All eyes may have been on Nvidia this year as its stock exploded higher thanks to an enormous amount of demand across all fronts: gaming, an increased..


All eyes may have been on Nvidia this year as its stock exploded higher thanks to an enormous amount of demand across all fronts: gaming, an increased interest in data centers, and its major potential applications in AI.

But while Nvidia’s stock price and that chart may have been one of the more eye-popping parts of 2017, a year when AI continued its march toward being omnipresent in technology, something a little more subtle was happening in the AI world that may have even deeper ramifications.

This year, an array of startups that are all working on their own variations of hardware that will power future devices built on top of AI received enormous amounts of funding. Some of these startups have nowhere near a massive install base (or have yet to ship a product) but already appear to have no trouble raising financing.

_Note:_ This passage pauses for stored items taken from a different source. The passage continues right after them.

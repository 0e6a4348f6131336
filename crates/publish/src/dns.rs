//! Pointing a shop subdomain at published content.

use std::{future::Future, path::PathBuf};

use anyhow::{Context, Result};
use tokio::process::Command;

use crate::DnsProvider;

/// Gateway host the DNS records route through.
pub const DNS_GATEWAY_HOST: &str = "ipfs-prod.ogn.app";

/// Parameters for one DNS update.
#[derive(Debug, Clone, Copy)]
pub struct DnsRecords<'a> {
    pub provider: &'a DnsProvider,
    pub gateway_host: &'a str,
    pub zone: &'a str,
    pub subdomain: &'a str,
    pub content_hash: &'a str,
}

/// Applies DNS records at a provider.
pub trait DnsUpdater {
    fn set_records(&self, records: DnsRecords<'_>) -> impl Future<Output = Result<()>> + Send;
}

/// Public URL of a shop.
pub fn domain_url(subdomain: &str, zone: &str) -> String {
    format!("https://{subdomain}.{zone}")
}

/// Check that `subdomain` is a single DNS label.
pub fn validate_subdomain(subdomain: &str) -> Result<()> {
    let valid = !subdomain.is_empty()
        && subdomain.len() <= 63
        && !subdomain.starts_with('-')
        && !subdomain.ends_with('-')
        && subdomain
            .chars()
            .all(|c| c.is_ascii_alphanumeric() || c == '-');

    if !valid {
        anyhow::bail!("Invalid subdomain {subdomain:?}");
    }
    Ok(())
}

/// Delegates DNS updates to an operator supplied executable.
///
/// The hook receives the provider name as its only argument and everything else
/// in `DSHOP_DNS_*` environment variables. A non-zero exit fails the update.
#[derive(Debug, Clone, Default)]
pub struct CommandDnsUpdater {
    hook: Option<PathBuf>,
}

impl CommandDnsUpdater {
    pub fn new(hook: Option<PathBuf>) -> Self {
        Self { hook }
    }

    fn env(records: &DnsRecords<'_>) -> Vec<(&'static str, String)> {
        let mut env = vec![
            ("DSHOP_DNS_PROVIDER", records.provider.to_string()),
            ("DSHOP_DNS_GATEWAY", records.gateway_host.to_string()),
            ("DSHOP_DNS_ZONE", records.zone.to_string()),
            ("DSHOP_DNS_SUBDOMAIN", records.subdomain.to_string()),
            ("DSHOP_DNS_HASH", records.content_hash.to_string()),
        ];

        match records.provider {
            DnsProvider::Cloudflare { email, api_key } => {
                env.push(("DSHOP_DNS_CLOUDFLARE_API_KEY", api_key.clone()));
                if let Some(email) = email {
                    env.push(("DSHOP_DNS_CLOUDFLARE_EMAIL", email.clone()));
                }
            }
            DnsProvider::CloudDns { credentials } => {
                env.push(("DSHOP_DNS_GCP_CREDENTIALS", credentials.clone()));
            }
        }

        env
    }
}

impl DnsUpdater for CommandDnsUpdater {
    async fn set_records(&self, records: DnsRecords<'_>) -> Result<()> {
        let hook = self
            .hook
            .as_ref()
            .with_context(|| format!("No DNS hook configured for provider {}", records.provider))?;

        let output = Command::new(hook)
            .arg(records.provider.to_string())
            .envs(Self::env(&records))
            .kill_on_drop(true)
            .output()
            .await
            .with_context(|| format!("Failed to run DNS hook {}", hook.display()))?;

        if !output.status.success() {
            anyhow::bail!(
                "DNS hook {} exited with {}: {}",
                hook.display(),
                output.status,
                String::from_utf8_lossy(&output.stderr).trim()
            );
        }

        tracing::debug!(
            provider = %records.provider,
            subdomain = records.subdomain,
            zone = records.zone,
            "DNS hook succeeded"
        );
        Ok(())
    }
}

#[cfg(test)]
mod tests {
    use super::*;

    fn cloudflare() -> DnsProvider {
        DnsProvider::Cloudflare {
            email: Some("ops@example.com".to_string()),
            api_key: "cf-key".to_string(),
        }
    }

    #[test]
    fn test_domain_url() {
        assert_eq!(
            domain_url("acme", "shops.example.com"),
            "https://acme.shops.example.com"
        );
    }

    #[test]
    fn test_validate_subdomain() {
        assert!(validate_subdomain("acme").is_ok());
        assert!(validate_subdomain("acme-2").is_ok());
        for bad in ["", "-acme", "acme-", "a.b", "a b", "x".repeat(64).as_str()] {
            assert!(validate_subdomain(bad).is_err(), "{bad:?} should be rejected");
        }
    }

    #[test]
    fn test_hook_env() {
        let provider = cloudflare();
        let env = CommandDnsUpdater::env(&DnsRecords {
            provider: &provider,
            gateway_host: DNS_GATEWAY_HOST,
            zone: "shops.example.com",
            subdomain: "acme",
            content_hash: "QmHash",
        });

        assert!(env.contains(&("DSHOP_DNS_PROVIDER", "cloudflare".to_string())));
        assert!(env.contains(&("DSHOP_DNS_GATEWAY", "ipfs-prod.ogn.app".to_string())));
        assert!(env.contains(&("DSHOP_DNS_CLOUDFLARE_API_KEY", "cf-key".to_string())));
        assert!(!env.iter().any(|(k, _)| *k == "DSHOP_DNS_GCP_CREDENTIALS"));
    }

    #[tokio::test]
    async fn test_missing_hook_fails() {
        let provider = cloudflare();
        let result = CommandDnsUpdater::default()
            .set_records(DnsRecords {
                provider: &provider,
                gateway_host: DNS_GATEWAY_HOST,
                zone: "shops.example.com",
                subdomain: "acme",
                content_hash: "QmHash",
            })
            .await;

        assert!(result.is_err());
    }

    #[cfg(unix)]
    #[tokio::test]
    async fn test_hook_receives_records() {
        use std::os::unix::fs::PermissionsExt;
        use tempdir::TempDir;

        let temp_dir = TempDir::new("dshop-dns").expect("Failed to create temp dir");
        let hook = temp_dir.path().join("hook.sh");
        let out = temp_dir.path().join("out.txt");
        std::fs::write(
            &hook,
            format!(
                "#!/bin/sh\necho \"$1 $DSHOP_DNS_SUBDOMAIN.$DSHOP_DNS_ZONE $DSHOP_DNS_HASH\" > {}\n",
                out.display()
            ),
        )
        .unwrap();
        std::fs::set_permissions(&hook, std::fs::Permissions::from_mode(0o755)).unwrap();

        let provider = DnsProvider::CloudDns {
            credentials: "{}".to_string(),
        };
        CommandDnsUpdater::new(Some(hook))
            .set_records(DnsRecords {
                provider: &provider,
                gateway_host: DNS_GATEWAY_HOST,
                zone: "shops.example.com",
                subdomain: "acme",
                content_hash: "QmHash",
            })
            .await
            .unwrap();

        assert_eq!(
            std::fs::read_to_string(out).unwrap().trim(),
            "cloud-dns acme.shops.example.com QmHash"
        );
    }

    #[cfg(unix)]
    #[tokio::test]
    async fn test_hook_failure_propagates() {
        let provider = cloudflare();
        let result = CommandDnsUpdater::new(Some(PathBuf::from("/bin/false")))
            .set_records(DnsRecords {
                provider: &provider,
                gateway_host: DNS_GATEWAY_HOST,
                zone: "shops.example.com",
                subdomain: "acme",
                content_hash: "QmHash",
            })
            .await;

        assert!(result.is_err());
    }
}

Looking to optimize inference and machine training — two key parts of processes like image and speech recognition — startups have sought to find ways to pick away at these processes in ways that will make them faster, more power-efficient, and generally better suited for the next generation of artificial intelligence-powered devices. Instead of the traditional computational architecture we’ve become accustomed to with CPUs, the GPU has become one of the go-to pieces of silicon for processing the rapid-fire calculations required for AI processes. And these startups think they can do that even better.

Before we get to the class of startups, let’s quickly review the aforementioned Nvidia chart, just to get a sense of the scale of what’s happening here. Even with the blip at the end of the year, shares of Nvidia are up nearly 80 percent heading into 2018:

So, naturally, we’d probably see a whole class of startups that are looking to pick away at Nvidia’s potential vulnerabilities in the AI market. Investors, too, would also take notice of this.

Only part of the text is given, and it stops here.